Aston: WEC set for "David versus Goliath" clash in 2020/21

Aston Martin is billing its battle with Toyota in the new hypercar concept class of the World Endurance Championship from 2020/21 as a "David versus Goliath" clash

Aston: WEC set for "David versus Goliath" clash in 2020/21

Aston boss Andy Palmer described the entry into the top class of the WEC with the Valkyrie as the marque's "moonshot".

"We are going to give it a damn good go, but there is no doubt that it is David versus Goliath," he told Autosport.

"We have Aston Martin as a small company showing its prowess for racing against that of the mighty Toyota."

Palmer stressed that the rules for the new class, which were announced by WEC promoter and Le Mans 24 Hours organiser the Automobile Club de l'Ouest on Friday, will allow a smaller company with limited resources to compete.
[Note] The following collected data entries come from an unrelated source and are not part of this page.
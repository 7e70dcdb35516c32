use std::collections::HashMap;

use anyhow::Result;
use async_trait::async_trait;
use memswarm_core::KeyValueStore;
use serde_json::Value;
use tokio::sync::RwLock;
use tracing::debug;

/// Volatile key-value store backed by a `HashMap`.
///
/// Typically used as the cache half of a `HybridMemory`, or as the
/// backend in tests.
pub struct InMemoryStore {
    name: String,
    entries: RwLock<HashMap<String, Value>>,
}

impl InMemoryStore {
    pub fn new() -> Self {
        Self::named("in-memory")
    }

    pub fn named(name: impl Into<String>) -> Self {
        Self {
            name: name.into(),
            entries: RwLock::new(HashMap::new()),
        }
    }

    pub async fn len(&self) -> usize {
        self.entries.read().await.len()
    }

    pub async fn is_empty(&self) -> bool {
        self.entries.read().await.is_empty()
    }
}

impl Default for InMemoryStore {
    fn default() -> Self {
        Self::new()
    }
}

#[async_trait]
impl KeyValueStore for InMemoryStore {
    fn name(&self) -> &str {
        &self.name
    }

    async fn read(&self, key: &str) -> Result<Option<Value>> {
        Ok(self.entries.read().await.get(key).cloned())
    }

    async fn write(&self, key: &str, value: Value) -> Result<()> {
        self.entries.write().await.insert(key.to_string(), value);
        Ok(())
    }

    async fn delete(&self, key: &str) -> Result<()> {
        self.entries.write().await.remove(key);
        Ok(())
    }

    async fn clear(&self) -> Result<()> {
        let mut entries = self.entries.write().await;
        debug!(store = %self.name, removed = entries.len(), "Clearing in-memory store");
        entries.clear();
        Ok(())
    }

    async fn keys(&self) -> Result<Vec<String>> {
        let mut keys: Vec<String> = self.entries.read().await.keys().cloned().collect();
        keys.sort();
        Ok(keys)
    }
}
"The way the rules have been written means it is not about the size of your chequebook," he said.

"This is Le Mans, so victory can never be guaranteed.

"We are under no illusion that this will take every ounce of effort and determination from each of our chosen partners, from our engineers, from our technicians and, of course, from our drivers.
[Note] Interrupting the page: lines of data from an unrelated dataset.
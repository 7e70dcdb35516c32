//! `memswarm-config`: runtime configuration.
//!
//! Provides:
//! - Typed config schema (logging, memory adapters, reranking)
//! - YAML read/write
//! - `${ENV_VAR}` substitution
//! - Default value application
//! - Validation

pub mod defaults;
pub mod env;
pub mod io;
pub mod schema;
pub mod validation;

pub use defaults::apply_all_defaults;
pub use env::{resolve_env_vars, resolve_env_vars_with, MissingEnvVarError};
pub use io::{config_dir, config_file_path, load_config, write_config};
pub use schema::{
    BackendConfig, DuplicateScorePolicy, LoggingConfig, MemoryConfig, MemswarmConfig,
    RerankConfig,
};
pub use validation::{validate, ConfigValidationError, ValidationReport};

use anyhow::{bail, Context, Result};
use serde_json::Value;
use std::path::Path;

/// Load, apply env substitution, apply defaults and validate a config file.
///
/// This is the main entry point for loading a config at runtime. Validation
/// errors fail the load; warnings are logged.
pub async fn load_and_prepare(path: &Path) -> Result<MemswarmConfig> {
    let raw_config = load_config(path).await?;

    let value: Value = serde_json::to_value(&raw_config)
        .context("Failed to serialize config for processing")?;
    let value = resolve_env_vars(&value).context("Failed to resolve env vars in config")?;
    let config: MemswarmConfig =
        serde_json::from_value(value).context("Failed to deserialize config after processing")?;

    let config = apply_all_defaults(config);

    let report = validate(&config);
    for warning in &report.warnings {
        tracing::warn!(path = %warning.path, message = %warning.message, "Config warning");
    }
    if let Some(first) = report.errors.first() {
        for error in &report.errors {
            tracing::error!(path = %error.path, message = %error.message, "Config error");
        }
        bail!("{} config error(s); first: {first}", report.errors.len());
    }

    Ok(config)
}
"But if I thought there wasn't a chance of Aston winning we wouldn't be coming."

Palmer stated that by Aston calculations competing with a road-based hypercar will be cheaper than racing a lookalike prototype, the route Toyota will take for the WEC in 2020/21.
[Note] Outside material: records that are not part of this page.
//! `${VAR_NAME}` substitution in config string values.
//!
//! Only uppercase `[A-Z_][A-Z0-9_]*` names are recognised. `$${VAR}` is an
//! escape and yields the literal text `${VAR}`.

use anyhow::Result;
use once_cell::sync::Lazy;
use regex::{Captures, Regex};
use serde_json::Value;
use std::collections::HashMap;

/// Matches `${VAR}` with an optional leading `$` marking an escape.
static REFERENCE: Lazy<Regex> =
    Lazy::new(|| Regex::new(r"(\$?)\$\{([A-Z_][A-Z0-9_]*)\}").expect("valid env reference pattern"));

/// Error returned for missing env vars.
#[derive(Debug, thiserror::Error)]
#[error("Missing env var \"{var_name}\" referenced at config path: {config_path}")]
pub struct MissingEnvVarError {
    pub var_name: String,
    pub config_path: String,
}

/// Substitute `${VAR}` references from the process environment.
pub fn resolve_env_vars(value: &Value) -> Result<Value> {
    resolve_env_vars_with(value, &std::env::vars().collect())
}

/// Substitute env vars using a provided map (useful for testing).
///
/// Missing or empty variables are an error naming the config path.
pub fn resolve_env_vars_with(value: &Value, env: &HashMap<String, String>) -> Result<Value> {
    Ok(walk(value, env, "")?)
}

fn walk(value: &Value, env: &HashMap<String, String>, path: &str) -> Result<Value, MissingEnvVarError> {
    match value {
        Value::String(s) => substitute(s, env, path).map(Value::String),
        Value::Array(items) => items
            .iter()
            .enumerate()
            .map(|(i, v)| walk(v, env, &format!("{path}[{i}]")))
            .collect::<Result<Vec<_>, _>>()
            .map(Value::Array),
        Value::Object(map) => {
            let mut out = serde_json::Map::with_capacity(map.len());
            for (k, v) in map {
                let child = if path.is_empty() { k.clone() } else { format!("{path}.{k}") };
                out.insert(k.clone(), walk(v, env, &child)?);
            }
            Ok(Value::Object(out))
        }
        other => Ok(other.clone()),
    }
}

fn substitute(s: &str, env: &HashMap<String, String>, path: &str) -> Result<String, MissingEnvVarError> {
    if !s.contains('$') {
        return Ok(s.to_string());
    }

    let mut missing: Option<MissingEnvVarError> = None;
    let replaced = REFERENCE.replace_all(s, |caps: &Captures| {
        let name = &caps[2];
        if !caps[1].is_empty() {
            return format!("${{{name}}}");
        }
        match env.get(name) {
            Some(val) if !val.is_empty() => val.clone(),
            _ => {
                missing.get_or_insert_with(|| MissingEnvVarError {
                    var_name: name.to_string(),
                    config_path: path.to_string(),
                });
                String::new()
            }
        }
    });

    match missing {
        Some(err) => Err(err),
        None => Ok(replaced.into_owned()),
    }
}

#[cfg(test)]
mod tests {
    use super::*;
    use serde_json::json;

    fn env(pairs: &[(&str, &str)]) -> HashMap<String, String> {
        pairs.iter().map(|(k, v)| (k.to_string(), v.to_string())).collect()
    }

    #[test]
    fn substitutes_inside_strings() {
        let v = json!({"path": "${MEMSWARM_DATA}/memory.db"});
        let env = env(&[("MEMSWARM_DATA", "/var/lib/memswarm")]);
        let result = resolve_env_vars_with(&v, &env).unwrap();
        assert_eq!(result["path"], "/var/lib/memswarm/memory.db");
    }

    #[test]
    fn error_names_var_and_path() {
        let v = json!({"memory": {"backend": {"path": "${MISSING_VAR}"}}});
        let err = resolve_env_vars_with(&v, &HashMap::new()).unwrap_err().to_string();
        assert!(err.contains("MISSING_VAR"));
        assert!(err.contains("memory.backend.path"));
    }

    #[test]
    fn empty_var_counts_as_missing() {
        let v = json!(["${EMPTY}"]);
        assert!(resolve_env_vars_with(&v, &env(&[("EMPTY", "")])).is_err());
    }

    #[test]
    fn escaped_reference_is_literal() {
        let v = json!({"note": "$${HOME} stays"});
        let result = resolve_env_vars_with(&v, &HashMap::new()).unwrap();
        assert_eq!(result["note"], "${HOME} stays");
    }

    #[test]
    fn non_strings_pass_through() {
        let v = json!({"threshold": 0.7, "enabled": true, "plain": "no vars"});
        assert_eq!(resolve_env_vars_with(&v, &HashMap::new()).unwrap(), v);
    }
}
"All I can say that in our case it was cheaper to modify Valkyrie than to create a prototype," he said.

Aston Martin vice-president David King said that the new rules could "herald a golden era" for sportscar racing.

"The beauty of the new regulations is that they are designed to open up the field to anything within reason that can conform to the target lap time," he explained.

"The whole aim of everyone involved in the process was to increase the diversity to go get back to a golden era where you get different types of car racing competively against each other for the outright prize.

"I think that is such an exciting thing for the sport."

The rules allow lookalike prototypes as well as road-based hypercars, with both types of machinery allow to run as hybrids and non-hybrids.

A system of Balance of Performance will be used to equate the different types of car.